Using COM Objects with the .NET Compact Framework 1.0

Because the .NET Compact Framework 1.0 does not support COM Interop, work is involved whenever you want to use existing COM objects inside a managed .NET Compact Framework 1.0 application. Because there is (limited) support for platform invoke, you can call unmanaged or native functions that reside in DLLs from within a managed application. For more information about platform invoke in the .NET Compact Framework 1.0, see the article An Introduction to P/Invoke and Marshaling on the Microsoft .NET Compact Framework.

If you want to use a COM object in a managed .NET Compact Framework 1.0 application, the only possibility you have is to make use of platform invoke. By using platform invoke, you can only call native functions inside DLLs. If you write a DLL in C++ with functions that wrap around all of the interfaces of the COM object you want to use, you have created a way to call into your COM object. However, there is one problem to be solved: because there is no managed method available to instantiate the COM object you want to use, you will have to do so in the DLL as well. Typically, when you are using Microsoft Visual Studio .NET 2003 with the .NET Compact Framework 1.0, you need a separate development environment, eMbedded Visual C++ version 4.0, to create the native wrapper DLL. However, with Visual Studio 2005, you can create both managed and native applications for smart devices, as long as your device runs Windows Mobile 2003-based software or later. You can even use Visual Studio 2005 to create .NET Compact Framework 1.0 applications for these devices.

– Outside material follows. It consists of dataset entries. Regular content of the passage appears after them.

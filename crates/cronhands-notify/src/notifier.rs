//! Lifecycle event fan-out across a user's notification configs.

use std::collections::HashMap;
use std::sync::Arc;

use cronhands_config::NotificationsConfig;
use cronhands_core::{
    NotificationChannel, NotificationConfig, NotificationEvent, NotificationLog, NotificationStore,
};
use serde_json::Value;
use tracing::{debug, info, warn};
use uuid::Uuid;

use crate::email::EmailProvider;
use crate::error::NotifyError;
use crate::provider::{ChannelProvider, OutboundMessage};
use crate::sms::SmsProvider;
use crate::webhook::WebhookProvider;

/// Characters of stdout included in a notification body.
pub const OUTPUT_PREVIEW_CHARS: usize = 500;

const PREVIEW_TRUNCATION_MARKER: &str = "\n... (truncated)";

/// Subject line for a job event.
pub fn render_subject(job_name: &str, event: NotificationEvent) -> String {
    format!("Job '{}' {}", job_name, event)
}

/// Body for a job event, with result details when a payload is given.
pub fn render_content(job_name: &str, event: NotificationEvent, result: Option<&Value>) -> String {
    let mut content = format!("Job '{}' has {}.", job_name, event);
    let Some(result) = result else {
        return content;
    };

    if let Some(secs) = result.get("duration").and_then(Value::as_f64) {
        content.push_str(&format!("\nDuration: {:.0}s", secs));
    } else if let Some(duration) = field(result, "duration") {
        content.push_str(&format!("\nDuration: {}s", duration));
    }
    if let Some(code) = field(result, "return_code") {
        content.push_str(&format!("\nExit code: {}", code));
    }
    if let Some(error) = field(result, "error").filter(|e| !e.is_empty()) {
        content.push_str(&format!("\nError: {}", error));
    }
    if let Some(stdout) = field(result, "stdout").filter(|s| !s.is_empty()) {
        let preview: String = stdout.chars().take(OUTPUT_PREVIEW_CHARS).collect();
        content.push_str(&format!("\nOutput:\n{}", preview));
        if stdout.chars().count() > OUTPUT_PREVIEW_CHARS {
            content.push_str(PREVIEW_TRUNCATION_MARKER);
        }
    }
    content
}

/// Non-null payload field as display text. Strings are taken unquoted.
fn field(result: &Value, key: &str) -> Option<String> {
    match result.get(key)? {
        Value::Null => None,
        Value::String(s) => Some(s.clone()),
        other => Some(other.to_string()),
    }
}

/// Selects matching configs and hands each one to its channel provider.
pub struct Notifier {
    store: Arc<dyn NotificationStore>,
    providers: HashMap<NotificationChannel, Arc<dyn ChannelProvider>>,
}

impl Notifier {
    /// A notifier with no providers registered.
    pub fn new(store: Arc<dyn NotificationStore>) -> Self {
        Self {
            store,
            providers: HashMap::new(),
        }
    }

    /// A notifier with the email, webhook and SMS providers.
    pub fn from_config(
        store: Arc<dyn NotificationStore>,
        config: &NotificationsConfig,
    ) -> Result<Self, NotifyError> {
        Ok(Self::new(store)
            .with_provider(Arc::new(EmailProvider::new(config.email.clone())))
            .with_provider(Arc::new(WebhookProvider::new(&config.webhook)?))
            .with_provider(Arc::new(SmsProvider::new(config.sms.clone()))))
    }

    /// Register `provider` for its channel, replacing any previous one.
    pub fn with_provider(mut self, provider: Arc<dyn ChannelProvider>) -> Self {
        self.providers.insert(provider.channel(), provider);
        self
    }

    pub fn has_provider(&self, channel: NotificationChannel) -> bool {
        self.providers.contains_key(&channel)
    }

    /// Notify every enabled config of `user_id` subscribed to `event`.
    ///
    /// Returns one log row per config that had a recipient, whatever the
    /// delivery outcome. Only store failures are errors.
    pub async fn notify_event(
        &self,
        user_id: Uuid,
        job_name: &str,
        event: NotificationEvent,
        job_id: Option<Uuid>,
        execution_id: Option<Uuid>,
        result: Option<&Value>,
    ) -> Result<Vec<NotificationLog>, NotifyError> {
        let configs: Vec<NotificationConfig> = self
            .store
            .list_configs(user_id, job_id)
            .await?
            .into_iter()
            .filter(|c| c.enabled && c.triggers_on(event))
            .collect();

        if configs.is_empty() {
            debug!(%user_id, %event, "No notification configs for event");
            return Ok(Vec::new());
        }

        let subject = render_subject(job_name, event);
        let content = render_content(job_name, event, result);
        let mut logs = Vec::with_capacity(configs.len());

        for config in &configs {
            let Some(recipient) = config.recipient() else {
                debug!(config_id = %config.id, "Notification config has no recipient, skipping");
                continue;
            };

            let message = OutboundMessage::new(recipient, &subject, &content, event)
                .with_ids(Some(user_id), job_id, execution_id)
                .with_settings(config.config.clone());
            logs.push(self.deliver(user_id, config.channel, message).await?);
        }

        info!(%user_id, %event, job = job_name, sent = logs.len(), "Notifications processed");
        Ok(logs)
    }

    async fn deliver(
        &self,
        user_id: Uuid,
        channel: NotificationChannel,
        message: OutboundMessage,
    ) -> Result<NotificationLog, NotifyError> {
        let mut log = NotificationLog::new(
            user_id,
            message.job_id,
            message.execution_id,
            channel,
            message.event,
            &message.recipient,
            &message.subject,
            &message.content,
        );
        self.store.create_log(&log).await?;

        match self.providers.get(&channel) {
            None => log.mark_failed(format!("Unknown channel: {}", channel)),
            Some(provider) => match provider.send(&message).await {
                Ok(()) => log.mark_sent(),
                Err(e) => {
                    warn!(%channel, recipient = %message.recipient, error = %e, "Notification delivery failed");
                    log.mark_failed(e.to_string());
                }
            },
        }

        self.store.update_log(&log).await?;
        Ok(log)
    }
}

#[cfg(test)]
#[path = "notifier_tests.rs"]
mod tests;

Because Visual Studio 2005 also supports writing native C++ applications for smart devices, this article uses Visual Studio 2005 to show you how to create a native wrapper DLL around a COM object for those cases where you want to interoperate with a COM object inside a .NET Compact Framework 1.0 application. Using Visual Studio 2005, the first thing you need to do if you want to use an existing COM object inside a .NET Compact Framework 1.0 application is to create a new Visual C++ smart device project, as shown in Figure 2.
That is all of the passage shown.